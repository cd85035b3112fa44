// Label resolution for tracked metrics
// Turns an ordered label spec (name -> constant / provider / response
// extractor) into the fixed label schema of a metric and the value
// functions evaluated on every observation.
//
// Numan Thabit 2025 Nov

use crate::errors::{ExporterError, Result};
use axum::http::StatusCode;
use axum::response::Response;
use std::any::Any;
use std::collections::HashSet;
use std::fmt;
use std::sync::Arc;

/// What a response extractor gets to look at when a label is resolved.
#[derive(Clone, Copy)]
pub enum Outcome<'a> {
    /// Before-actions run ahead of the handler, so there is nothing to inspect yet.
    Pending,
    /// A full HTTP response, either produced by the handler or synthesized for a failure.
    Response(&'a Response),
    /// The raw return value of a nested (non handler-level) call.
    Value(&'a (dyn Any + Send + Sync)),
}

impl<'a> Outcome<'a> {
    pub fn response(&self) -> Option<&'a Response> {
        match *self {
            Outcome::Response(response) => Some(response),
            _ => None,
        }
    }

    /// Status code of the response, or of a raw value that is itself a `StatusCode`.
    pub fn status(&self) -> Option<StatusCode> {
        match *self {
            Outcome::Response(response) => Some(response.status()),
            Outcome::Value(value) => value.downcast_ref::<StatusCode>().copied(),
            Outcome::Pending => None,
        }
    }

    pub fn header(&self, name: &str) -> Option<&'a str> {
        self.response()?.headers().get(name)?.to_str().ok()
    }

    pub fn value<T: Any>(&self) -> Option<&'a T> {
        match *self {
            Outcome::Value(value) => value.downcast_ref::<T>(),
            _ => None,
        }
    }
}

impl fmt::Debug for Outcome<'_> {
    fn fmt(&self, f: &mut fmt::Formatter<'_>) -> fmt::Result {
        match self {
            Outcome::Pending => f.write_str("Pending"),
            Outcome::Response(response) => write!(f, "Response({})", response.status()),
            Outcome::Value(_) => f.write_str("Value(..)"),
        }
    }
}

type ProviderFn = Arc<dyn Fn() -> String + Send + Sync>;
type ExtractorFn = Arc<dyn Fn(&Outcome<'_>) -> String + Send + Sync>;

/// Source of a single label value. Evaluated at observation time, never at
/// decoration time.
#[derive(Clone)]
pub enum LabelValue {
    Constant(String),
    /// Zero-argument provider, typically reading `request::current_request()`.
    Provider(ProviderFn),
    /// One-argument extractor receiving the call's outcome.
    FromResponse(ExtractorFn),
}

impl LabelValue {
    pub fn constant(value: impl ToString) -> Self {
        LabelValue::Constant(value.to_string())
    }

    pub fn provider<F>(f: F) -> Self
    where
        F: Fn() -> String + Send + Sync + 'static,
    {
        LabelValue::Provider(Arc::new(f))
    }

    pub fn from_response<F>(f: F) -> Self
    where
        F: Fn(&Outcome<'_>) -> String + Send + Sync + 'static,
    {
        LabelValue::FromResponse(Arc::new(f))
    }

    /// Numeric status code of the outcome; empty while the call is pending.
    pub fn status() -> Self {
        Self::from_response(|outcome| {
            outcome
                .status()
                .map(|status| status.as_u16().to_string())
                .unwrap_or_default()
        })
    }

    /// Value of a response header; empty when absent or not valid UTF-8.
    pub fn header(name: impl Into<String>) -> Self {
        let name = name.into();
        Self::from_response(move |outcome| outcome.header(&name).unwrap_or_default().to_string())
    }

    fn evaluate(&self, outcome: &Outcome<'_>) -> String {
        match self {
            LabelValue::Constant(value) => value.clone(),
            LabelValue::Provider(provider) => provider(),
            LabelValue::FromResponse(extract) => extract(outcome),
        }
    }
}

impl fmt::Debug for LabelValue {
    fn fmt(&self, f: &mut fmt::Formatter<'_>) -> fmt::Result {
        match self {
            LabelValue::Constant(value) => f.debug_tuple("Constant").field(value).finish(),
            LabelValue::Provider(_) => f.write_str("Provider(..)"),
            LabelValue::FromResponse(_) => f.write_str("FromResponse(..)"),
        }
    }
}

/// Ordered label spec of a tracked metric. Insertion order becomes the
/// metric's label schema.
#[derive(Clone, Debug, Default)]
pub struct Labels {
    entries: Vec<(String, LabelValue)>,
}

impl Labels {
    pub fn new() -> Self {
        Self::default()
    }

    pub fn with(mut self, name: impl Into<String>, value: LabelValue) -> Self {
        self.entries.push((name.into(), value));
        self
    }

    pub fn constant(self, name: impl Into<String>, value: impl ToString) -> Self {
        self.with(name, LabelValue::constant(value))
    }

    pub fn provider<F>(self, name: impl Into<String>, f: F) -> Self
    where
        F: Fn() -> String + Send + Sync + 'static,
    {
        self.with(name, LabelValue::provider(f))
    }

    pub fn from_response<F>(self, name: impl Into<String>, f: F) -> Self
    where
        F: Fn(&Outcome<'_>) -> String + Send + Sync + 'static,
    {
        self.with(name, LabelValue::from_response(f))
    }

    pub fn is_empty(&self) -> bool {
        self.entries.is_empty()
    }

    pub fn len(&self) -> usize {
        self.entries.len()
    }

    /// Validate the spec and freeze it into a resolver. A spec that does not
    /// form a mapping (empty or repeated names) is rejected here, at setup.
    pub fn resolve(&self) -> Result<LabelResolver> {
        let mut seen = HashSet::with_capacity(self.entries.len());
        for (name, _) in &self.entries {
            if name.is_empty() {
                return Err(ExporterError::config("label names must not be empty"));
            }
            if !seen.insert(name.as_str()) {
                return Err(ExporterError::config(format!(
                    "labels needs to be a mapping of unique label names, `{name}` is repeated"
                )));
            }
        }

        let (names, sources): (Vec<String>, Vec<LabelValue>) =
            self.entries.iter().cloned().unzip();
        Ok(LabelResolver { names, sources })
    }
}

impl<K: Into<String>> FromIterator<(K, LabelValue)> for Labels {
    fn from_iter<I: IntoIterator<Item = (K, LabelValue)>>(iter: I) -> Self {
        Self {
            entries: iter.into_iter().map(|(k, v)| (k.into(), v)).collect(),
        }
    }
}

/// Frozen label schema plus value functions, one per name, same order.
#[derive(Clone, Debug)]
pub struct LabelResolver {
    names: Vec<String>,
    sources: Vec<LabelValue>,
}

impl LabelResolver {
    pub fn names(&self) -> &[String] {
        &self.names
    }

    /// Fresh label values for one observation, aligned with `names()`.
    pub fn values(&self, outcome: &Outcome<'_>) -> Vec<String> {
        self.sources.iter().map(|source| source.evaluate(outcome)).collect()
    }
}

........

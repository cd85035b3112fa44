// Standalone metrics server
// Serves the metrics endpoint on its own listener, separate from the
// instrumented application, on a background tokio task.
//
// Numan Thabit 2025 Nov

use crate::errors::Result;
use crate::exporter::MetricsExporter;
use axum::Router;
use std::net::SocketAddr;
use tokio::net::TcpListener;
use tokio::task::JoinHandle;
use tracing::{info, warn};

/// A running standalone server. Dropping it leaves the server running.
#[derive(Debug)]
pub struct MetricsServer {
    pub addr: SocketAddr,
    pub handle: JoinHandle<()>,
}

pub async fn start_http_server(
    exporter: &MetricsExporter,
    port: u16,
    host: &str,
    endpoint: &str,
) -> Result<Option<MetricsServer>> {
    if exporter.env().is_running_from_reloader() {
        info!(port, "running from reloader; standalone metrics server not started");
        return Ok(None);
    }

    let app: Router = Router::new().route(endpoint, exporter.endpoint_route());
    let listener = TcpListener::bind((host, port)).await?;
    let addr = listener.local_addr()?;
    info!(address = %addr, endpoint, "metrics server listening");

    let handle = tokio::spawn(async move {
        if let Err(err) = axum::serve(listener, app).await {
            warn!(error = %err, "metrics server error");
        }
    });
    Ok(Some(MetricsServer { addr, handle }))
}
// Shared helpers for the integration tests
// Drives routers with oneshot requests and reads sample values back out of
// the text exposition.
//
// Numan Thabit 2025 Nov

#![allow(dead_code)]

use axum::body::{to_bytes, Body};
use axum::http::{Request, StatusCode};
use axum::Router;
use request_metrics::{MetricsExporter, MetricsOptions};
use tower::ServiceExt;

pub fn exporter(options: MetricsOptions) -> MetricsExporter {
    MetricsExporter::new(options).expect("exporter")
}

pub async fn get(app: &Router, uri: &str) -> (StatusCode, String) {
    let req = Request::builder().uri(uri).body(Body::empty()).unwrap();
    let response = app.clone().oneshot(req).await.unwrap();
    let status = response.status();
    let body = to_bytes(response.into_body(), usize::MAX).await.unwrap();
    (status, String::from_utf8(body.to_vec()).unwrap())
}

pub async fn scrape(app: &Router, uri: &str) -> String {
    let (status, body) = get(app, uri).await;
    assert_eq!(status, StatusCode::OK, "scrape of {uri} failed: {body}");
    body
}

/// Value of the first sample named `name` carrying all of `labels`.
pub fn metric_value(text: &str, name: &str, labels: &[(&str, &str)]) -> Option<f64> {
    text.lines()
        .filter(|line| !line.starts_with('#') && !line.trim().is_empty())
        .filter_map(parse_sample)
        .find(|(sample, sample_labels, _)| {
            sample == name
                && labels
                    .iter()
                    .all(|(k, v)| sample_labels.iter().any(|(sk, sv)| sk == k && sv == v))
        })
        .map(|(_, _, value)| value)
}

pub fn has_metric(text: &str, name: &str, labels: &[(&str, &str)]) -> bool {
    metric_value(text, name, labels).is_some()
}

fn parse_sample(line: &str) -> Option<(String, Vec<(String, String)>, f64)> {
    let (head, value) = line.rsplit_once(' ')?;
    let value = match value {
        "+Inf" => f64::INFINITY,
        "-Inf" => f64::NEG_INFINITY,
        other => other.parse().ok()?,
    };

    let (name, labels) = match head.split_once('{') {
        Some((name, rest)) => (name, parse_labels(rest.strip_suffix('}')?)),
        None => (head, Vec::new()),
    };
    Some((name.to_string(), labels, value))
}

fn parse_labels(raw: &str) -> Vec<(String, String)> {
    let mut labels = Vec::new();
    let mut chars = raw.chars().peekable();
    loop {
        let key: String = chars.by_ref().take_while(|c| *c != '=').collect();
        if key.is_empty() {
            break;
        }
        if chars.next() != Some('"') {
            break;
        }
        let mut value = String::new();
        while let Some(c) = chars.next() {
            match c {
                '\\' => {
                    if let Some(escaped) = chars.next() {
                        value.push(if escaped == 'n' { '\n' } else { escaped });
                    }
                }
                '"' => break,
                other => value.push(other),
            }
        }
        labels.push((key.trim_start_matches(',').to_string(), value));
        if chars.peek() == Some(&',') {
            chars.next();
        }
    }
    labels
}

........

-- Task statement --
Reproduce every line from the preceding data in which the word "FromResponse" can be found.

-- Solution to the problem --
    FromResponse(ExtractorFn),
        LabelValue::FromResponse(Arc::new(f))
            LabelValue::FromResponse(extract) => extract(outcome),
            LabelValue::FromResponse(_) => f.write_str("FromResponse(..)"),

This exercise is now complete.